Judy Lieberman, senior investigator at the Immune Disease Institute and the program in cellular and molecular medicine at the Children’s Hospital Boston, came to be a physician through an unusual pathway. Before attending medical school, Lieberman earned a doctorate in theoretical physics, but turned to a career in medicine so she could directly impact peoples’ lives. “I wanted to do something more socially useful,” says Lieberman, also a professor of pediatrics at Harvard Medical School. So she began researching HIV/AIDS. After reading the 1998 paper by Andrew Fire and Craig Mello describing RNAi, she continued asking questions to see if their work would help suppress HIV. She describes what she’s found on p. 42.

Rice University sociology professor Elaine Ecklund is interested in how the public views scientists. “The popular image is that scientists are godless atheists, and that science had turned them away from religion,” she says....

Lauren Urban is finishing up her master’s in atmospheric science from Creighton University, writing a thesis about remote sensing of organic matter in coastal U.S. waters, but what is really grabbing her attention now is teaching. She scratched that itch as a contributor to a daily radio program at Creighton about atmospheric and environmental science, and has now come to The Scientist as an editorial intern. At the radio station, “it was a lot of fun to explain a topic and present information in a short and concise way,” she says. Now, contributing to The Scientist online and print is “putting into use classes I thought I’d never need,” she says. Meanwhile, Urban is taking classes to earn a secondary education certificate,and hopes to eventually complete her PhD.

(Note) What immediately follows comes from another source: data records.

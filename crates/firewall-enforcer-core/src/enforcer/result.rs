//! Per-project results, batch summaries and the enforcer log.

use std::fmt;

use serde::{Deserialize, Serialize};

use crate::rule::Rule;

/// Terminal status of one project run.
#[derive(Debug, Clone, Copy, PartialEq, Eq, Serialize, Deserialize)]
#[serde(rename_all = "snake_case")]
pub enum EnforcementStatus {
    Success,
    Failure,
}

/// Why a project run failed.
#[derive(Debug, Clone, Copy, PartialEq, Eq, Serialize, Deserialize)]
#[serde(rename_all = "snake_case")]
pub enum FailureKind {
    /// Current rules or networks could not be retrieved.
    Fetch,
    /// A mutation call failed part way through applying the diff.
    Apply,
    /// The policy (or the remote rule set) is malformed.
    Validation,
    /// Rules read back after applying do not match the policy.
    Verification,
    /// The batch was cancelled before the project started.
    Cancelled,
    /// The enforcement task ended without producing a result.
    Internal,
}

/// Mutations applied before a run stopped.
#[derive(Debug, Clone, Copy, Default, PartialEq, Eq, Serialize, Deserialize)]
pub struct ApplyProgress {
    pub deleted: usize,
    pub inserted: usize,
    pub updated: usize,
}

impl ApplyProgress {
    pub fn total(&self) -> usize {
        self.deleted + self.inserted + self.updated
    }
}

impl fmt::Display for ApplyProgress {
    fn fmt(&self, f: &mut fmt::Formatter<'_>) -> fmt::Result {
        write!(
            f,
            "{} deleted, {} inserted, {} updated",
            self.deleted, self.inserted, self.updated
        )
    }
}

/// Error attached to a failed [`ProjectResult`].
#[derive(Debug, Clone, PartialEq, Eq, Serialize, Deserialize)]
pub struct ErrorDetail {
    pub kind: FailureKind,
    pub message: String,
    /// Set for apply failures: how far application got before the failing call.
    #[serde(default, skip_serializing_if = "Option::is_none")]
    pub progress: Option<ApplyProgress>,
}

/// Outcome of enforcing a policy on one project.
///
/// The three diff fields hold what was computed, whether or not it was
/// applied. `changed` is what happened on a live run and what would have
/// happened on a dry run.
#[derive(Debug, Clone, PartialEq, Eq, Serialize, Deserialize)]
pub struct ProjectResult {
    pub project_id: String,
    /// Id of the enclosing batch; zero until the batch stamps it.
    pub batch_id: u64,
    pub timestamp_start_msec: u64,
    pub timestamp_end_msec: u64,
    pub status: EnforcementStatus,
    pub changed: bool,
    pub dry_run: bool,
    pub policy_digest: String,
    pub rules_to_delete: Vec<Rule>,
    pub rules_to_insert: Vec<Rule>,
    pub rules_to_update: Vec<Rule>,
    /// Remote rules as fetched before enforcement, sorted by name.
    pub rules_before: Vec<Rule>,
    /// Remote rules read back after applying; empty unless verified.
    pub rules_after: Vec<Rule>,
    pub rules_modified_count: usize,
    /// The project had rules and none of them survived unchanged.
    pub all_rules_changed: bool,
    #[serde(default, skip_serializing_if = "Option::is_none")]
    pub error: Option<ErrorDetail>,
}

impl ProjectResult {
    pub fn is_success(&self) -> bool {
        self.status == EnforcementStatus::Success
    }

    pub fn failure_kind(&self) -> Option<FailureKind> {
        self.error.as_ref().map(|e| e.kind)
    }

    /// `true` if the run computed a non-empty diff.
    pub fn has_diff(&self) -> bool {
        !(self.rules_to_delete.is_empty()
            && self.rules_to_insert.is_empty()
            && self.rules_to_update.is_empty())
    }
}

/// Aggregate counters for one batch run.
///
/// `projects_total == projects_success + projects_failure` and
/// `projects_success == projects_changed + projects_unchanged` hold after
/// every [`BatchResult::record`].
#[derive(Debug, Clone, Default, PartialEq, Eq, Serialize, Deserialize)]
pub struct BatchResult {
    pub batch_id: u64,
    pub timestamp_start_msec: u64,
    pub timestamp_end_msec: u64,
    pub projects_total: u64,
    pub projects_success: u64,
    pub projects_failure: u64,
    pub projects_changed: u64,
    pub projects_unchanged: u64,
}

impl BatchResult {
    pub fn new(batch_id: u64, timestamp_start_msec: u64) -> Self {
        Self {
            batch_id,
            timestamp_start_msec,
            ..Self::default()
        }
    }

    /// Count one project result.
    pub fn record(&mut self, result: &ProjectResult) {
        self.projects_total += 1;
        match result.status {
            EnforcementStatus::Failure => self.projects_failure += 1,
            EnforcementStatus::Success => {
                self.projects_success += 1;
                if result.changed {
                    self.projects_changed += 1;
                } else {
                    self.projects_unchanged += 1;
                }
            }
        }
    }
}

/// Everything a batch run produces: the summary plus one result per input
/// project, in input order.
#[derive(Debug, Clone, PartialEq, Eq, Serialize, Deserialize)]
pub struct EnforcerLog {
    pub summary: BatchResult,
    pub results: Vec<ProjectResult>,
}

impl EnforcerLog {
    /// Ids of the projects that failed, in input order. Feed these back into
    /// a new run to retry.
    pub fn failed_projects(&self) -> Vec<&str> {
        self.results
            .iter()
            .filter(|r| !r.is_success())
            .map(|r| r.project_id.as_str())
            .collect()
    }

    pub fn result_for(&self, project_id: &str) -> Option<&ProjectResult> {
        self.results.iter().find(|r| r.project_id == project_id)
    }
}
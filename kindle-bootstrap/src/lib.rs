//! Process bootstrap: configuration, logging, optional performance monitoring, and the
//! hand-off to the server module.

pub mod bootstrap;
pub mod config;
pub mod environment;
pub mod error;
pub mod log;
pub mod module;
pub mod monitoring;
pub mod serde;
pub mod server;

pub use bootstrap::Bootstrap;
pub use environment::{ACCOUNT_KEY_VAR, Environment};
pub use error::BootstrapError;
pub use monitoring::{MonitoringAgent, MonitoringFailurePolicy, NoopAgent, PrometheusAgent};
pub use server::ServerModule;
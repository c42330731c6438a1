/// The component that owns all steady-state behavior of the process.
///
/// [`crate::bootstrap::Bootstrap::run`] calls [`ServerModule::boot_server`] exactly once.
/// Implementations are expected to block for as long as the server is up (e.g. while a
/// listener is bound) and to return once it has shut down.
///
/// # Example
/// ```
/// use kindle_bootstrap::server::ServerModule;
///
/// let server = || -> anyhow::Result<()> { Ok(()) };
/// server.boot_server().unwrap();
/// ```
pub trait ServerModule {
    fn boot_server(&self) -> anyhow::Result<()>;
}

impl<F> ServerModule for F
where
    F: Fn() -> anyhow::Result<()>,
{
    fn boot_server(&self) -> anyhow::Result<()> {
        self()
    }
}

Andrew Meehan has been contributing to The Scientist since 2004 as an illustrator/designer, and says drawing for life scientists is a “nice break” from his everyday work—such as designing for companies, branding, producing Christmas cards, and designing vehicles for video games. Meehan says working for The Scientist is “challenging—in a good way.” His background is in automotive design, but in this issue, he tackles the topic of mouse design—specifically, the efforts of scientists to design a mouse that mimics human cancer, on p. 34.